A time-series of orbital states with interpolation support.

Parameters:

• states

  –

  List of Cartesian objects in chronological order.

Examples:

>>> trajectory = propagator.propagate(times)
>>> state = trajectory.interpolate(t)
>>> arr = trajectory.to_numpy()

Methods:

• find_events –

  Find events where a function crosses zero.

• find_windows –

  Find time windows where a function is positive.

• from_numpy –

  Create a Trajectory from a numpy array.

• interpolate –

  Interpolate the trajectory at a specific time.

• origin –

  Return the central body (origin) of this trajectory.

• reference_frame –

  Return the reference frame of this trajectory.

• states –

  Return the list of states in this trajectory.

• to_frame –

  Transform all states to a different reference frame.

• to_numpy –

  Export trajectory to a numpy array with columns [t(s), x(m), y(m), z(m), vx(m/s), vy(m/s), vz(m/s)].

• to_origin –

  Transform all states to a different central body.

find_events

find_events(func: Callable[[Cartesian], float], step: TimeDelta) -> list[Event]

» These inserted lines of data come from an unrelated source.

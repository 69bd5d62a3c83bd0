//! Lenient reader for the markup fragments found in an XML dump.
//!
//! Fragments are cut out of the dump line by line, so they are often not
//! well formed on their own. Unbalanced closing tags are ignored and an
//! unterminated tag ends the fragment.

/// Element of a fragment with its attributes and the text directly inside it.
#[derive(Clone, Debug, Default, PartialEq)]
pub struct Element {
    pub name: String,
    pub attributes: Vec<(String, String)>,
    /// `None` for self-closing and unclosed elements.
    pub text: Option<String>,
}

impl Element {
    pub fn attribute(&self, name: &str) -> Option<&str> {
        self.attributes
            .iter()
            .find(|(attribute, _)| attribute == name)
            .map(|(_, value)| value.as_str())
    }

    /// Marked with `xsi:nil="true"`, the way dumps express SQL NULL.
    pub fn is_nil(&self) -> bool {
        self.attribute("xsi:nil") == Some("true")
    }
}

/// Every element of the fragment in document order.
pub fn parse_fragment(input: &str) -> Vec<Element> {
    let mut elements: Vec<Element> = Vec::new();
    let mut open: Vec<(usize, String)> = Vec::new();
    let mut rest = input;

    while let Some(start) = rest.find('<') {
        let text = &rest[..start];
        if let Some((_, buffer)) = open.last_mut() {
            buffer.push_str(text);
        }
        rest = &rest[start..];

        let skip = if rest.starts_with("<!--") {
            rest.find("-->").map(|end| end + 3)
        } else if rest.starts_with("<?") {
            rest.find("?>").map(|end| end + 2)
        } else if rest.starts_with("<!") {
            rest.find('>').map(|end| end + 1)
        } else {
            None
        };

        if let Some(skip) = skip {
            rest = &rest[skip..];
            continue;
        }

        let end = match tag_end(rest) {
            Some(end) => end,
            None => break,
        };

        let tag = &rest[1..end];
        rest = &rest[end + 1..];

        if let Some(name) = tag.strip_prefix('/') {
            close(&mut elements, &mut open, name.trim());
            continue;
        }

        let self_closing = tag.ends_with('/');
        let tag = tag.trim_end_matches('/');
        let (name, attributes) = split_tag(tag);

        if name.is_empty() {
            continue;
        }

        elements.push(Element {
            name: name.to_owned(),
            attributes: parse_attributes(attributes),
            text: None,
        });

        if !self_closing {
            open.push((elements.len() - 1, String::new()));
        }
    }

    elements
}

fn close(elements: &mut [Element], open: &mut Vec<(usize, String)>, name: &str) {
    let position = match open
        .iter()
        .rposition(|(index, _)| elements[*index].name == name)
    {
        Some(position) => position,
        None => return,
    };

    for (index, text) in open.drain(position..).rev() {
        if elements[index].name == name {
            elements[index].text = Some(decode_entities(&text));
        }
    }
}

/// Index of the `>` ending the tag, skipping over quoted attribute values.
fn tag_end(tag: &str) -> Option<usize> {
    let mut quote = None;

    for (index, character) in tag.char_indices().skip(1) {
        match (quote, character) {
            (None, '"' | '\'') => quote = Some(character),
            (Some(open), character) if open == character => quote = None,
            (None, '>') => return Some(index),
            _ => {}
        }
    }

    None
}

fn split_tag(tag: &str) -> (&str, &str) {
    let tag = tag.trim();

    match tag.find(char::is_whitespace) {
        Some(index) => (&tag[..index], &tag[index..]),
        None => (tag, ""),
    }
}

fn parse_attributes(input: &str) -> Vec<(String, String)> {
    let mut attributes = Vec::new();
    let mut rest = input.trim_start();

    while !rest.is_empty() {
        let equals = match rest.find('=') {
            Some(equals) => equals,
            None => break,
        };

        let name = rest[..equals].trim();
        let value = rest[equals + 1..].trim_start();

        let quote = match value.chars().next() {
            Some(quote @ ('"' | '\'')) => quote,
            _ => break,
        };

        let value = &value[1..];
        let end = match value.find(quote) {
            Some(end) => end,
            None => break,
        };

        if !name.is_empty() && !name.contains(char::is_whitespace) {
            attributes.push((name.to_owned(), decode_entities(&value[..end])));
        }

        rest = value[end + 1..].trim_start();
    }

    attributes
}

/// Replaces predefined and numeric character references, unknown ones are kept.
pub fn decode_entities(input: &str) -> String {
    if !input.contains('&') {
        return input.to_owned();
    }

    let mut output = String::with_capacity(input.len());
    let mut rest = input;

    while let Some(start) = rest.find('&') {
        output.push_str(&rest[..start]);
        rest = &rest[start..];

        let decoded = rest.find(';').and_then(|end| {
            let entity = &rest[1..end];
            let character = match entity {
                "lt" => Some('<'),
                "gt" => Some('>'),
                "amp" => Some('&'),
                "quot" => Some('"'),
                "apos" => Some('\''),
                _ => entity
                    .strip_prefix("#x")
                    .or_else(|| entity.strip_prefix("#X"))
                    .and_then(|hex| u32::from_str_radix(hex, 16).ok())
                    .or_else(|| entity.strip_prefix('#').and_then(|dec| dec.parse().ok()))
                    .and_then(char::from_u32),
            };

            character.map(|character| (character, end))
        });

        match decoded {
            Some((character, end)) => {
                output.push(character);
                rest = &rest[end + 1..];
            }
            None => {
                output.push('&');
                rest = &rest[1..];
            }
        }
    }

    output.push_str(rest);
    output
}

#[cfg(test)]
mod tests {
    use super::*;

    #[test]
    fn reads_row_fields_with_text_and_nil() {
        let elements = parse_fragment(
            r#"<row>
                <field name="id">5</field>
                <field name="note" xsi:nil="true" />
                <field name="empty"></field>
            </row>"#,
        );

        let fields: Vec<_> = elements
            .iter()
            .filter(|element| element.name == "field")
            .map(|field| {
                (
                    field.attribute("name").unwrap().to_owned(),
                    field.is_nil(),
                    field.text.clone(),
                )
            })
            .collect();

        assert_eq!(
            fields,
            vec![
                ("id".to_owned(), false, Some("5".to_owned())),
                ("note".to_owned(), true, None),
                ("empty".to_owned(), false, Some(String::new())),
            ]
        );
    }

    #[test]
    fn reads_structure_attributes() {
        let elements = parse_fragment(
            r#"<table_structure name="orders">
                <field Field="id" Type="int(11)" Null="NO" Key="PRI" Extra="auto_increment" Comment="" />
                <key Table="orders" Non_unique="0" Key_name="PRIMARY" />
            </table_structure>"#,
        );

        assert_eq!(elements[0].attribute("name"), Some("orders"));
        assert_eq!(
            elements[1].attributes,
            vec![
                ("Field".to_owned(), "id".to_owned()),
                ("Type".to_owned(), "int(11)".to_owned()),
                ("Null".to_owned(), "NO".to_owned()),
                ("Key".to_owned(), "PRI".to_owned()),
                ("Extra".to_owned(), "auto_increment".to_owned()),
                ("Comment".to_owned(), String::new()),
            ]
        );
        assert_eq!(elements[2].name, "key");
    }

    #[test]
    fn decodes_entities_in_text_and_attributes() {
        let elements =
            parse_fragment(r#"<field name="a&amp;b">x &lt; y &#38; z &#x41; &unknown;</field>"#);

        assert_eq!(elements[0].attribute("name"), Some("a&b"));
        assert_eq!(elements[0].text.as_deref(), Some("x < y & z A &unknown;"));
    }

    #[test]
    fn tolerates_comments_and_quoted_angle_brackets() {
        let elements = parse_fragment(
            r#"<!-- dump --><field name="cmp" Comment="a > b">1</field></unbalanced>"#,
        );

        assert_eq!(elements.len(), 1);
        assert_eq!(elements[0].attribute("Comment"), Some("a > b"));
        assert_eq!(elements[0].text.as_deref(), Some("1"));
    }

    #[test]
    fn stops_at_unterminated_tag() {
        let elements = parse_fragment(r#"<field name="id">1</field><field name="broken"#);

        assert_eq!(elements.len(), 1);
    }
}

Find events where a function crosses zero.

find_windows

find_windows(func: Callable[[Cartesian], float], step: TimeDelta) -> list[Interval]

Find time windows where a function is positive.

from_numpy classmethod

from_numpy(
    start_time: Time,
    states: ndarray,
    origin: str | int | Origin | None = None,
    frame: str | Frame | None = None,
) -> Self

Create a Trajectory from a numpy array.

Parameters:

• start_time

  (Time) –

  Reference epoch for the trajectory.

• states

  (ndarray) –

  2D array with columns [t(s), x(m), y(m), z(m), vx(m/s), vy(m/s), vz(m/s)].

• origin

  (str | int | Origin | None, default: None ) –

  Central body (default: Earth).

• frame

  (str | Frame | None, default: None ) –

  Reference frame (default: ICRF).

interpolate

interpolate(time: Time | TimeDelta) -> Cartesian

Interpolate the trajectory at a specific time.

origin

origin() -> Origin

Return the central body (origin) of this trajectory.

reference_frame

reference_frame() -> Frame

Return the reference frame of this trajectory.

states

states() -> list[Cartesian]

Return the list of states in this trajectory.

to_frame

to_frame(frame: str | Frame, provider: EOPProvider | None = None) -> Self

Transform all states to a different reference frame.

to_numpy

to_numpy() -> ndarray

Export trajectory to a numpy array with columns [t(s), x(m), y(m), z(m), vx(m/s), vy(m/s), vz(m/s)].

to_origin

to_origin(target: str | int | Origin, ephemeris: SPK) -> Self

Transform all states to a different central body.